## [Task input]
◇ ◇ ◇ ◇ ◇ ◇ ◇
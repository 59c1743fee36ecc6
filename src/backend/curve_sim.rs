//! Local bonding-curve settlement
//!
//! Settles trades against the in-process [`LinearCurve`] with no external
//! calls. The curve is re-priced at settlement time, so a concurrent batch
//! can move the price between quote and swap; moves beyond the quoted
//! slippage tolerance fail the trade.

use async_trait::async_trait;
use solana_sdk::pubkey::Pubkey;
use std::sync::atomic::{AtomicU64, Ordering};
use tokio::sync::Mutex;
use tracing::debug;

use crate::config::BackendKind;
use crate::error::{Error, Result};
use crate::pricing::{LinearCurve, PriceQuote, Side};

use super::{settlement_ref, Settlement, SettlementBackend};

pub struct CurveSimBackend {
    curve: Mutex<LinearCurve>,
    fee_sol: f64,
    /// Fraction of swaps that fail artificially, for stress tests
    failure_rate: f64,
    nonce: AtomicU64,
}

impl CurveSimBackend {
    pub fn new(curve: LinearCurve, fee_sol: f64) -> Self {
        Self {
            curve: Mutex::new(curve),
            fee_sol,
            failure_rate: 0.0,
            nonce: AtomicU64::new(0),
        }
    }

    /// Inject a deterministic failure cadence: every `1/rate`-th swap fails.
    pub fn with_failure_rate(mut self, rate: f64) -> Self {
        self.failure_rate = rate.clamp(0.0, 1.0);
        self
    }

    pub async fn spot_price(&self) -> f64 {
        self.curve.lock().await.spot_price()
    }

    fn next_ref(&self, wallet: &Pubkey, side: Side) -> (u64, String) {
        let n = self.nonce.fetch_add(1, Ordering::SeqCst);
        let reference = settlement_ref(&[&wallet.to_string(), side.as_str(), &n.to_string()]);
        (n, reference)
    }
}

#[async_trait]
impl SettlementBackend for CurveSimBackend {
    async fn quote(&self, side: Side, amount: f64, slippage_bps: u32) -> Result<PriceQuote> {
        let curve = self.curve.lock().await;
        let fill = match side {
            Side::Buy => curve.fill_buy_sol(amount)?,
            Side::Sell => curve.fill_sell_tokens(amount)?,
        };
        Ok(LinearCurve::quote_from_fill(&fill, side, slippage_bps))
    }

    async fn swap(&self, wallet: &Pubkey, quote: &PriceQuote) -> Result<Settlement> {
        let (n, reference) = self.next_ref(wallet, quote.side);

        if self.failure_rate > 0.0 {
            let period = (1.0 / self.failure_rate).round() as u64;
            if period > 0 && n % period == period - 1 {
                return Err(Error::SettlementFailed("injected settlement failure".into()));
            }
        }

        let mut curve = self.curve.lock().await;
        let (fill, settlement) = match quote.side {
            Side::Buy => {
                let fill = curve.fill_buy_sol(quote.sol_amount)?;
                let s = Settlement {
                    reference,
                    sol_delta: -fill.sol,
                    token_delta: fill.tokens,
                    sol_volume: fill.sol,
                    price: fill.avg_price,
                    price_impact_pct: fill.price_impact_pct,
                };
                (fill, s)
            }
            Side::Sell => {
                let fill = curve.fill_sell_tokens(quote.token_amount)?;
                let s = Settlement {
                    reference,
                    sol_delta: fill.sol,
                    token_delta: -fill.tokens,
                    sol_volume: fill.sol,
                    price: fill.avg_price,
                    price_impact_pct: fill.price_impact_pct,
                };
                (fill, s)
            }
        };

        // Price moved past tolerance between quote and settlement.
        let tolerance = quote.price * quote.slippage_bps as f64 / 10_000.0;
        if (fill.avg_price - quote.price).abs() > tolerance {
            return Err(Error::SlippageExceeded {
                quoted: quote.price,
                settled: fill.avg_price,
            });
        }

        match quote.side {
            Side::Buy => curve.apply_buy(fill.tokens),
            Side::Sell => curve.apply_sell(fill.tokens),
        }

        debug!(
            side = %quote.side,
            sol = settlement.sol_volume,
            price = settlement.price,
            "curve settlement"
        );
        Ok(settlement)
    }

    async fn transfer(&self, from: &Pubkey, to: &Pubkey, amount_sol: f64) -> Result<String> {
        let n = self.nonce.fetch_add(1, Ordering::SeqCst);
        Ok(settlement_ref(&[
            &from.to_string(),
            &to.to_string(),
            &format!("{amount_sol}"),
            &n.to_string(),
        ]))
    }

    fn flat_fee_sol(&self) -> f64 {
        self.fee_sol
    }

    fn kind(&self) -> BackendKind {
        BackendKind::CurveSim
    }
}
◇ ◇ ◇ ◇ ◇ ◇ ◇
## [Work item]
Give the data again, exactly.

## [Solved exercise]
repository 59c1743fee36ecc6
filename src/backend/curve_sim.rs
//! Local bonding-curve settlement
//!
//! Settles trades against the in-process [`LinearCurve`] with no external
//! calls. The curve is re-priced at settlement time, so a concurrent batch
//! can move the price between quote and swap; moves beyond the quoted
//! slippage tolerance fail the trade.

use async_trait::async_trait;
use solana_sdk::pubkey::Pubkey;
use std::sync::atomic::{AtomicU64, Ordering};
use tokio::sync::Mutex;
use tracing::debug;

use crate::config::BackendKind;
use crate::error::{Error, Result};
use crate::pricing::{LinearCurve, PriceQuote, Side};

use super::{settlement_ref, Settlement, SettlementBackend};

pub struct CurveSimBackend {
    curve: Mutex<LinearCurve>,
    fee_sol: f64,
    /// Fraction of swaps that fail artificially, for stress tests
    failure_rate: f64,
    nonce: AtomicU64,
}

impl CurveSimBackend {
    pub fn new(curve: LinearCurve, fee_sol: f64) -> Self {
        Self {
            curve: Mutex::new(curve),
            fee_sol,
            failure_rate: 0.0,
            nonce: AtomicU64::new(0),
        }
    }

    /// Inject a deterministic failure cadence: every `1/rate`-th swap fails.
    pub fn with_failure_rate(mut self, rate: f64) -> Self {
        self.failure_rate = rate.clamp(0.0, 1.0);
        self
    }

    pub async fn spot_price(&self) -> f64 {
        self.curve.lock().await.spot_price()
    }

    fn next_ref(&self, wallet: &Pubkey, side: Side) -> (u64, String) {
        let n = self.nonce.fetch_add(1, Ordering::SeqCst);
        let reference = settlement_ref(&[&wallet.to_string(), side.as_str(), &n.to_string()]);
        (n, reference)
    }
}

#[async_trait]
impl SettlementBackend for CurveSimBackend {
    async fn quote(&self, side: Side, amount: f64, slippage_bps: u32) -> Result<PriceQuote> {
        let curve = self.curve.lock().await;
        let fill = match side {
            Side::Buy => curve.fill_buy_sol(amount)?,
            Side::Sell => curve.fill_sell_tokens(amount)?,
        };
        Ok(LinearCurve::quote_from_fill(&fill, side, slippage_bps))
    }

    async fn swap(&self, wallet: &Pubkey, quote: &PriceQuote) -> Result<Settlement> {
        let (n, reference) = self.next_ref(wallet, quote.side);

        if self.failure_rate > 0.0 {
            let period = (1.0 / self.failure_rate).round() as u64;
            if period > 0 && n % period == period - 1 {
                return Err(Error::SettlementFailed("injected settlement failure".into()));
            }
        }

        let mut curve = self.curve.lock().await;
        let (fill, settlement) = match quote.side {
            Side::Buy => {
                let fill = curve.fill_buy_sol(quote.sol_amount)?;
                let s = Settlement {
                    reference,
                    sol_delta: -fill.sol,
                    token_delta: fill.tokens,
                    sol_volume: fill.sol,
                    price: fill.avg_price,
                    price_impact_pct: fill.price_impact_pct,
                };
                (fill, s)
            }
            Side::Sell => {
                let fill = curve.fill_sell_tokens(quote.token_amount)?;
                let s = Settlement {
                    reference,
                    sol_delta: fill.sol,
                    token_delta: -fill.tokens,
                    sol_volume: fill.sol,
                    price: fill.avg_price,
                    price_impact_pct: fill.price_impact_pct,
                };
                (fill, s)
            }
        };

        // Price moved past tolerance between quote and settlement.
        let tolerance = quote.price * quote.slippage_bps as f64 / 10_000.0;
        if (fill.avg_price - quote.price).abs() > tolerance {
            return Err(Error::SlippageExceeded {
                quoted: quote.price,
                settled: fill.avg_price,
            });
        }

        match quote.side {
            Side::Buy => curve.apply_buy(fill.tokens),
            Side::Sell => curve.apply_sell(fill.tokens),
        }

        debug!(
            side = %quote.side,
            sol = settlement.sol_volume,
            price = settlement.price,
            "curve settlement"
        );
        Ok(settlement)
    }

    async fn transfer(&self, from: &Pubkey, to: &Pubkey, amount_sol: f64) -> Result<String> {
        let n = self.nonce.fetch_add(1, Ordering::SeqCst);
        Ok(settlement_ref(&[
            &from.to_string(),
            &to.to_string(),
            &format!("{amount_sol}"),
            &n.to_string(),
        ]))
    }

    fn flat_fee_sol(&self) -> f64 {
        self.fee_sol
    }

    fn kind(&self) -> BackendKind {
        BackendKind::CurveSim
    }
}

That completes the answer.